Son histoire, intitulée Herstory, parcourt 60 années d’expérimentations, du minimalisme et du Earth art au féminisme des années 1970 et aux séries narratives des années 1980 et 1990. Elle ouvre sur The Dinner Party (1974-1979), banquet cérémoniel d’images où chaque « assiette » porte le nom de femmes éminentes : Georgie O’Keeffe, « la mère de toutes », avec un dessin à l’encre d’un cerveau fendu par une vulve, ou Virginia Woolf, qui « guérit les femmes de leur silence historique » avec un motif de pétales où la fente centrale abrite de possibles œufs. La Birth Trinity (1983-1985), ici avec Earth Birth et Birth, confectionnée au crochet-filet combinant des mailles ouvertes et pleines, représente une femme accouchant. L’œuvre longue de six mètres met en évidence la rareté des représentations du vécu des femmes dans l’histoire de l’art. Judy Chicago le résume avec causticité : « si les hommes mettaient des enfants au monde, on trouverait des milliers d’images de leur accouchement. » Elle s’inscrit dans son Birth Project, entamé en 1980, exposé dans plus de cent lieux, qui mobilise plus de cent brodeuses. L’ampleur de l’arc temporel s’incarne dans ses Rainbow Pickett [Structures primaires] (1965/2021) montrée une première fois dans l’exposition historique Primary Structures au Jewish Museum de New York en 1966, qui réunit quarante-deux artistes anglo-saxons, dont seulement trois femmes. Se démarquant des canons du minimalisme, elle affirme une exubérance « féministe » de la géométrie et de la couleur qui l’éloigne des maîtres du minimalisme objectif comme Donald Judd ou Robert Morris.
Couleur émancipatrice
La couleur est pour elle un outil à valeur de manifeste : tout au long de ses soixante années de carrière, Judy Chicago croise sa vision féministe avec les mouvements artistiques qu’elle traverse. Au milieu des années 1960, elle se forme aux « arts machistes » : construction navale, carrosserie ou pyrotechnie. Seule femme parmi 250 hommes, elle manie le spray et en tire la série « Hoods », (1964-1965), « capots de voiture », « le plus masculin des objets », recouverts de motifs de Rorschach.
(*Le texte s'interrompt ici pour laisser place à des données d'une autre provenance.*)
//! Separation constraints that remove rectangle overlap along one axis.
//!
//! The generator sweeps a line across the rectangles' extents on the other axis. Open rectangles
//! sit in an ordered scanline keyed by their centre on the constrained axis; neighbours found there
//! are linked, and each link becomes exactly one separation constraint when the first of the two
//! rectangles closes.

use crate::algo::TotalF64;
use crate::algo::vpsc::{Constraint, Solver, Variable};
use crate::error::Result;
use crate::geom::Rectangle;
use crate::graph::{Group, Node, RootGroup};
use indexmap::IndexSet;
use std::collections::BTreeSet;
use std::ops::Bound::{Excluded, Unbounded};

/// Extra separation added to every generated constraint.
pub const MIN_SEPARATION: f64 = 1e-6;

/// Ordered set of open rectangles, keyed by centre with the local index as tie breaker.
pub type Scanline = BTreeSet<(TotalF64, usize)>;

#[derive(Debug, Clone)]
pub struct SweepNode {
    pub var: usize,
    pub r: Rectangle,
    pub pos: f64,
    pub prev: IndexSet<usize>,
    pub next: IndexSet<usize>,
}

impl SweepNode {
    fn new(var: usize, r: Rectangle, pos: f64) -> Self {
        Self {
            var,
            r,
            pos,
            prev: IndexSet::new(),
            next: IndexSet::new(),
        }
    }

    fn key(&self, id: usize) -> (TotalF64, usize) {
        (TotalF64(self.pos), id)
    }
}

#[derive(Debug, Clone, Copy, PartialEq, Eq)]
enum Direction {
    Prev,
    Next,
}

fn link(nodes: &mut [SweepNode], v: usize, u: usize, dir: Direction) {
    match dir {
        Direction::Next => {
            nodes[v].next.insert(u);
            nodes[u].prev.insert(v);
        }
        Direction::Prev => {
            nodes[v].prev.insert(u);
            nodes[u].next.insert(v);
        }
    }
}

/// Which rectangle accessors the generator uses. `centre`/`size` are along the constrained axis,
/// `open`/`close` along the swept one.
pub trait SweepAxis {
    fn centre(&self, r: &Rectangle) -> f64;
    fn open(&self, r: &Rectangle) -> f64;
    fn close(&self, r: &Rectangle) -> f64;
    fn size(&self, r: &Rectangle) -> f64;
    fn make_rect(&self, open: f64, close: f64, centre: f64, size: f64) -> Rectangle;
    /// Links `v`, just inserted into `scanline`, to the neighbours it must be separated from.
    fn find_neighbours(&self, v: usize, scanline: &Scanline, nodes: &mut [SweepNode]);
}

/// Constrains x: sweeps along y, scanline ordered by x centre.
#[derive(Debug, Clone, Copy, Default)]
pub struct XSweep;

/// Constrains y: sweeps along x, scanline ordered by y centre.
#[derive(Debug, Clone, Copy, Default)]
pub struct YSweep;

impl SweepAxis for XSweep {
    fn centre(&self, r: &Rectangle) -> f64 {
        r.cx()
    }

    fn open(&self, r: &Rectangle) -> f64 {
        r.min_y
    }

    fn close(&self, r: &Rectangle) -> f64 {
        r.max_y
    }

    fn size(&self, r: &Rectangle) -> f64 {
        r.width()
    }

    fn make_rect(&self, open: f64, close: f64, centre: f64, size: f64) -> Rectangle {
        Rectangle::new(centre - size / 2.0, centre + size / 2.0, open, close)
    }

    // Walks outwards in both directions. A pair is linked when it does not overlap in x, or
    // overlaps less in x than in y; the walk stops at the first rectangle clear of `v` in x.
    fn find_neighbours(&self, v: usize, scanline: &Scanline, nodes: &mut [SweepNode]) {
        let key = nodes[v].key(v);
        for dir in [Direction::Next, Direction::Prev] {
            let candidates: Box<dyn Iterator<Item = &(TotalF64, usize)>> = match dir {
                Direction::Next => Box::new(scanline.range((Excluded(key), Unbounded))),
                Direction::Prev => Box::new(scanline.range(..key).rev()),
            };
            for &(_, u) in candidates {
                let overlap_x = nodes[u].r.overlap_x(&nodes[v].r);
                if overlap_x <= 0.0 || overlap_x <= nodes[u].r.overlap_y(&nodes[v].r) {
                    link(nodes, v, u, dir);
                }
                if overlap_x <= 0.0 {
                    break;
                }
            }
        }
    }
}

impl SweepAxis for YSweep {
    fn centre(&self, r: &Rectangle) -> f64 {
        r.cy()
    }

    fn open(&self, r: &Rectangle) -> f64 {
        r.min_x
    }

    fn close(&self, r: &Rectangle) -> f64 {
        r.max_x
    }

    fn size(&self, r: &Rectangle) -> f64 {
        r.height()
    }

    fn make_rect(&self, open: f64, close: f64, centre: f64, size: f64) -> Rectangle {
        Rectangle::new(open, close, centre - size / 2.0, centre + size / 2.0)
    }

    // Only the immediate neighbours, and only while they still overlap in x: pairs that the x
    // pass separates are left alone.
    fn find_neighbours(&self, v: usize, scanline: &Scanline, nodes: &mut [SweepNode]) {
        let key = nodes[v].key(v);
        let next = scanline.range((Excluded(key), Unbounded)).next().map(|&(_, u)| u);
        let prev = scanline.range(..key).next_back().map(|&(_, u)| u);
        for (dir, u) in [(Direction::Next, next), (Direction::Prev, prev)] {
            if let Some(u) = u {
                if nodes[u].r.overlap_x(&nodes[v].r) > 0.0 {
                    link(nodes, v, u, dir);
                }
            }
        }
    }
}

#[derive(Debug, Clone, Copy)]
struct Event {
    open: bool,
    node: usize,
    pos: f64,
}

/// Separation constraints that keep `rs` from overlapping along `axis`. `vars[i]` is the
/// solver variable of `rs[i]`.
pub fn generate_constraints(
    rs: &[Rectangle],
    vars: &[usize],
    axis: &dyn SweepAxis,
    min_sep: f64,
) -> Vec<Constraint> {
    debug_assert!(vars.len() >= rs.len());
    let mut nodes: Vec<SweepNode> = rs
        .iter()
        .zip(vars)
        .map(|(r, &var)| SweepNode::new(var, *r, axis.centre(r)))
        .collect();
    let n = nodes.len();

    let mut events = Vec::with_capacity(2 * n);
    for (i, r) in rs.iter().take(n).enumerate() {
        events.push(Event {
            open: true,
            node: i,
            pos: axis.open(r),
        });
        events.push(Event {
            open: false,
            node: i,
            pos: axis.close(r),
        });
    }
    // Opens first on ties, so rectangles that only touch are still compared.
    events.sort_by(|a, b| a.pos.total_cmp(&b.pos).then_with(|| b.open.cmp(&a.open)));

    let mut cs = Vec::new();
    let mut scanline = Scanline::new();
    let make = |nodes: &[SweepNode], l: usize, r: usize| {
        let gap = (axis.size(&nodes[l].r) + axis.size(&nodes[r].r)) / 2.0 + min_sep;
        Constraint::separation(nodes[l].var, nodes[r].var, gap)
    };
    for e in events {
        let v = e.node;
        let key = nodes[v].key(v);
        if e.open {
            scanline.insert(key);
            axis.find_neighbours(v, &scanline, &mut nodes);
        } else {
            scanline.remove(&key);
            let prev = std::mem::take(&mut nodes[v].prev);
            for u in prev {
                cs.push(make(&nodes, u, v));
                nodes[u].next.shift_remove(&v);
            }
            let next = std::mem::take(&mut nodes[v].next);
            for u in next {
                cs.push(make(&nodes, v, u));
                nodes[u].prev.shift_remove(&v);
            }
        }
    }
    debug_assert!(scanline.is_empty());
    cs
}

pub fn generate_x_constraints(rs: &[Rectangle], vars: &[usize]) -> Vec<Constraint> {
    generate_constraints(rs, vars, &XSweep, MIN_SEPARATION)
}

pub fn generate_y_constraints(rs: &[Rectangle], vars: &[usize]) -> Vec<Constraint> {
    generate_constraints(rs, vars, &YSweep, MIN_SEPARATION)
}

/// Solver variable ids of group extents: after the `n` node variables, two per group.
#[derive(Debug, Clone, Copy)]
pub struct GroupVars {
    pub node_count: usize,
}

impl GroupVars {
    pub fn min_var(&self, group: usize) -> usize {
        self.node_count + 2 * group
    }

    pub fn max_var(&self, group: usize) -> usize {
        self.node_count + 2 * group + 1
    }
}

struct GroupContext<'a> {
    nodes: &'a [Node],
    groups: &'a [Group],
    vars: GroupVars,
    axis: &'a dyn SweepAxis,
    min_sep: f64,
}

/// Constraints for the whole group tree under `root`: each group's extent variables enclose
/// its members, and siblings at every level are kept apart.
///
/// Node and group bounds must be current (see [`compute_group_bounds`]). The desired positions
/// of every group's extent variables are written into `desired`. Groups with empty bounds are
/// skipped.
pub fn generate_group_constraints(
    root: &RootGroup,
    groups: &[Group],
    nodes: &[Node],
    axis: &dyn SweepAxis,
    min_sep: f64,
    desired: &mut [f64],
) -> Vec<Constraint> {
    let ctx = GroupContext {
        nodes,
        groups,
        vars: GroupVars {
            node_count: nodes.len(),
        },
        axis,
        min_sep,
    };
    level_constraints(&ctx, &root.leaves, &root.groups, None, desired)
}

fn level_constraints(
    ctx: &GroupContext<'_>,
    leaves: &[usize],
    child_groups: &[usize],
    contained: Option<usize>,
    desired: &mut [f64],
) -> Vec<Constraint> {
    let axis = ctx.axis;
    let children: Vec<usize> = child_groups
        .iter()
        .copied()
        .filter(|&g| !ctx.groups[g].bounds.is_empty())
        .collect();

    let mut cs = Vec::new();
    for &g in &children {
        let group = &ctx.groups[g];
        cs.extend(level_constraints(
            ctx,
            &group.leaves,
            &group.groups,
            Some(g),
            desired,
        ));
    }

    let mut rs = Vec::with_capacity(leaves.len() + children.len() + 2);
    let mut vs = Vec::with_capacity(rs.capacity());
    if let Some(g) = contained {
        let group = &ctx.groups[g];
        let b = group.bounds;
        let p = group.padding;
        let c = axis.centre(&b);
        let s = axis.size(&b) / 2.0;
        let (open, close) = (axis.open(&b), axis.close(&b));
        let min = c - s + p / 2.0;
        let max = c + s - p / 2.0;
        let (min_var, max_var) = (ctx.vars.min_var(g), ctx.vars.max_var(g));
        desired[min_var] = min;
        rs.push(axis.make_rect(open, close, min, p));
        vs.push(min_var);
        desired[max_var] = max;
        rs.push(axis.make_rect(open, close, max, p));
        vs.push(max_var);
    }
    for &l in leaves {
        rs.push(ctx.nodes[l].bounds);
        vs.push(l);
    }
    for &g in &children {
        let b = ctx.groups[g].bounds;
        rs.push(axis.make_rect(
            axis.open(&b),
            axis.close(&b),
            axis.centre(&b),
            axis.size(&b),
        ));
        vs.push(ctx.vars.min_var(g));
    }

    let mut level = generate_constraints(&rs, &vs, axis, ctx.min_sep);
    // A child group stood in as one rectangle on its min variable. Re-anchor constraints leaving
    // it on the max variable and shrink both sides by the difference between that rectangle and
    // the padding-sized extent markers.
    for &g in &children {
        let group = &ctx.groups[g];
        let adjustment = (group.padding - axis.size(&group.bounds)) / 2.0;
        let (min_var, max_var) = (ctx.vars.min_var(g), ctx.vars.max_var(g));
        for c in &mut level {
            if c.right == min_var {
                c.gap += adjustment;
            }
            if c.left == min_var {
                c.left = max_var;
                c.gap += adjustment;
            }
        }
    }
    cs.extend(level);
    cs
}

/// Recomputes every group's bounds bottom-up as the padded union of its members and returns
/// the (unpadded) union of everything under `root`.
pub fn compute_group_bounds(root: &RootGroup, groups: &mut [Group], nodes: &[Node]) -> Rectangle {
    let mut b = root
        .leaves
        .iter()
        .fold(Rectangle::empty(), |r, &l| nodes[l].bounds.union(&r));
    for &g in &root.groups {
        b = group_bounds(g, groups, nodes).union(&b);
    }
    b
}

fn group_bounds(g: usize, groups: &mut [Group], nodes: &[Node]) -> Rectangle {
    let mut b = groups[g]
        .leaves
        .iter()
        .fold(Rectangle::empty(), |r, &l| nodes[l].bounds.union(&r));
    for k in 0..groups[g].groups.len() {
        let child = groups[g].groups[k];
        b = group_bounds(child, groups, nodes).union(&b);
    }
    b = b.inflate(groups[g].padding);
    groups[g].bounds = b;
    b
}

/// Moves the rectangles so that none overlap, x first, then y.
pub fn remove_overlaps(rs: &mut [Rectangle]) -> Result<()> {
    let ids: Vec<usize> = (0..rs.len()).collect();

    let vs = rs.iter().map(|r| Variable::new(r.cx(), 1.0)).collect();
    let mut solver = Solver::new(vs, generate_x_constraints(rs, &ids));
    solver.solve()?;
    for (i, r) in rs.iter_mut().enumerate() {
        r.set_x_centre(solver.position(i));
    }

    let vs = rs.iter().map(|r| Variable::new(r.cy(), 1.0)).collect();
    let mut solver = Solver::new(vs, generate_y_constraints(rs, &ids));
    solver.solve()?;
    for (i, r) in rs.iter_mut().enumerate() {
        r.set_y_centre(solver.position(i));
    }
    Ok(())
}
Dissociant le minimalisme du masculin, elle emprunte aux artistes du Light and Space et du Finish Fetish et marie une palette de couleurs acidulées à des formes industrielles. Signe éclatant de sa pertinence, on juge cet usage de la couleur « trop féminin ». En 1969-1970, sa série abstraite Pasadena Lifesavers, géométries aux tons bleus, jaunes et rouges, l’émancipe de ce minimalisme masculin : un vocabulaire de contrastes et de gradations distille une « sensation de dissolution », référence explicite à l’orgasme féminin où des formes circulaires évoquent des bouées, des yeux, des bouches ou le « O » de l’extase. Plus tard, son Autobiography of a Year (1993-1994) chronique une période de doute dépressif, à Albuquerque, au Nouveau-Mexique, sur les pas de Georgia O’Keeffe. Sa méthode de dessin impulsive traduit les sentiments par des correspondances de couleur synesthésiques : le jaune le bonheur, le rouge la colère, le bleu la tristesse. Elle lève alors tous les filtres.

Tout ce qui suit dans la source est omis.